The Ranty Programmer
CV

Bootstrapping a Kubernetes Cluster (The DevOps Journey - 2)

Setting up a K3S cluster.

Throughout this series I'm going to be using K3S. This is a "lightweight" Kubernetes distribution. It's almost fully compatible with Kubernetes and it should be more than enough for this project. It can handle a pretty big number of nodes and you can actually choose which backend to use to store the cluster state as opposed to being tied to etcd1 . That might come to be of interest later but, for now, the embedded etcd will be more than enough.

Ansible

Obviously I'm not going to be manually setting up K3S in each VM each time. That would speak really poorly of the DevOps label. So here is where Ansible comes in. Ansible is basically an SSH based configuration and deployment tool. It allows running groups of actions called playbooks on groups of nodes.

The plumbing

So far, I've automated the VM creation with Pulumi. Now, in order to be able to manipulate these machines with Ansible, we need to know how to reach and control them.

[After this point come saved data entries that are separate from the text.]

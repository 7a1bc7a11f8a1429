//! The remote administrative channel.
//!
//! The server's console protocol does not tolerate concurrent sessions.
//! [`RemoteCommandChannel`] opens a fresh session for every command:
//!
//! 1. wait for the single permit
//! 2. connect and authenticate with the shared secret
//! 3. run the command and collect the response
//! 4. disconnect and release the permit
//!
//! Every failure is logged and turned into `None`, never propagated. The
//! supervisor treats a channel that never authenticated as absent and falls
//! back to stopping the process directly.

use crate::error::{RemoteError, RemoteResult};
use crate::transport::{RemoteEndpoint, RemoteSession, RemoteTransport};
use std::sync::atomic::{AtomicBool, Ordering};
use std::sync::Arc;
use std::time::Duration;
use tokio::sync::Semaphore;
use tracing::{debug, error, info, warn};

/// Handshake attempts used by the supervisor unless configured otherwise.
pub const DEFAULT_CONNECT_ATTEMPTS: u32 = 5;
/// Pause between failed handshake attempts.
pub const DEFAULT_RETRY_DELAY: Duration = Duration::from_secs(3);

/// Serialized administrative channel.
///
/// At most one session is open at any time; callers queue on a single
/// permit which is released on every return path.
///
/// # Example
/// ```
/// use gsv_remote::{commands, RemoteCommandChannel, RemoteEndpoint, UnavailableTransport};
/// use std::sync::Arc;
/// use std::time::Duration;
///
/// # #[tokio::main(flavor = "current_thread")]
/// # async fn main() {
/// let endpoint = RemoteEndpoint::new("127.0.0.1", 25575, "secret");
/// let channel = RemoteCommandChannel::new(Arc::new(UnavailableTransport), endpoint);
///
/// assert!(!channel.connect(2, Duration::from_millis(1)).await);
/// assert_eq!(channel.execute(&commands::info(), false).await, None);
/// # }
/// ```
pub struct RemoteCommandChannel {
    transport: Arc<dyn RemoteTransport>,
    endpoint: RemoteEndpoint,
    permit: Semaphore,
    authenticated: AtomicBool,
}

impl RemoteCommandChannel {
    /// Create an unauthenticated channel. Nothing is opened until [`connect`](Self::connect).
    pub fn new(transport: Arc<dyn RemoteTransport>, endpoint: RemoteEndpoint) -> Self {
        Self {
            transport,
            endpoint,
            permit: Semaphore::new(1),
            authenticated: AtomicBool::new(false),
        }
    }

    /// Endpoint every session is opened against.
    pub fn endpoint(&self) -> &RemoteEndpoint {
        &self.endpoint
    }

    /// Whether the last [`connect`](Self::connect) completed a handshake.
    pub fn is_authenticated(&self) -> bool {
        self.authenticated.load(Ordering::SeqCst)
    }

    /// Try to authenticate up to `attempts` times, `delay` apart.
    ///
    /// Returns whether a handshake succeeded. A failed run leaves the channel
    /// unauthenticated until the next call.
    pub async fn connect(&self, attempts: u32, delay: Duration) -> bool {
        self.authenticated.store(false, Ordering::SeqCst);
        let address = self.endpoint.address();

        for attempt in 1..=attempts {
            match self.handshake().await {
                Ok(()) => {
                    info!("Remote channel authenticated with {} (attempt {}/{})", address, attempt, attempts);
                    self.authenticated.store(true, Ordering::SeqCst);
                    return true;
                }
                Err(e) => {
                    warn!("Remote connect attempt {}/{} failed: {}", attempt, attempts, e);
                }
            }

            if attempt < attempts {
                tokio::time::sleep(delay).await;
            }
        }

        error!("Remote channel to {} unavailable after {} attempts", address, attempts);
        false
    }

    /// Run one command in its own session.
    ///
    /// Returns `None` when the command was not delivered: the channel is not
    /// authenticated or any step of the session failed.
    pub async fn execute(&self, command: &str, multi_packet: bool) -> Option<String> {
        if !self.is_authenticated() {
            debug!("Skipping remote command {:?}: channel not authenticated", command);
            return None;
        }

        let _permit = self.permit.acquire().await.ok()?;
        match self.run_command(command, multi_packet).await {
            Ok(response) => {
                debug!("Remote command {:?} -> {:?}", command, response);
                Some(response)
            }
            Err(e) => {
                warn!("{}", e);
                None
            }
        }
    }

    /// Open and close one authenticated session.
    async fn handshake(&self) -> RemoteResult<()> {
        let _permit = self
            .permit
            .acquire()
            .await
            .map_err(|_| RemoteError::unavailable("channel closed"))?;

        let mut session = self.open_session().await?;
        close_session(session.as_mut()).await;
        Ok(())
    }

    async fn run_command(&self, command: &str, multi_packet: bool) -> RemoteResult<String> {
        let mut session = self.open_session().await?;
        let result = session
            .execute(command, multi_packet)
            .await
            .map_err(|e| RemoteError::execute(command, e.to_string()));
        close_session(session.as_mut()).await;
        result
    }

    /// Connect and authenticate. The session is closed again on failure.
    async fn open_session(&self) -> RemoteResult<Box<dyn RemoteSession>> {
        let mut session = self.transport.connect(&self.endpoint).await?;

        match session.authenticate(&self.endpoint.secret).await {
            Ok(true) => Ok(session),
            Ok(false) => {
                close_session(session.as_mut()).await;
                Err(RemoteError::Auth {
                    endpoint: self.endpoint.address(),
                })
            }
            Err(e) => {
                close_session(session.as_mut()).await;
                Err(e)
            }
        }
    }
}

async fn close_session(session: &mut dyn RemoteSession) {
    if let Err(e) = session.disconnect().await {
        debug!("{}", e);
    }
}

impl std::fmt::Debug for RemoteCommandChannel {
    fn fmt(&self, f: &mut std::fmt::Formatter<'_>) -> std::fmt::Result {
        f.debug_struct("RemoteCommandChannel")
            .field("endpoint", &self.endpoint)
            .field("authenticated", &self.is_authenticated())
            .finish()
    }
}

Gladly we always know the IPs of the nodes in advance since they are statically set. Thanks to cloud-init, the SSH keys for accessing the nodes are prebaked. So all we have to do is build the Ansible inventory file inside pulumi and make it available as an export.

As a deployment grows you will start having quite a few secrets. You obviously don't want your secrets exposed in plain text in the repo, but you also don't want to be maintaining a whole bunch of secrets elsewhere. This makes moving across secret managers a pain and makes the whole maintenance of secrets such a chore that you start to compromise in places.

Instead we are going to make use of local encryption to store the values we need and decrypt them at runtime. Both Pulumi and Ansible support encrypting values using a passphrase. In Pulumi you have a pretty clear cut isolation of the variables in what they call stacks.

In Ansible you have vaults. You can create as many vaults as you like and identify them using vault ids. This way you can keep granular access control inside the repo by creating multiple vault-ids with their passwords.

While Pulumi does support a bunch of secret providers I stick to using passphrases. And why you might ask? Well, for the same reason I'm spawning VMs, I don't like being tied to any one provider.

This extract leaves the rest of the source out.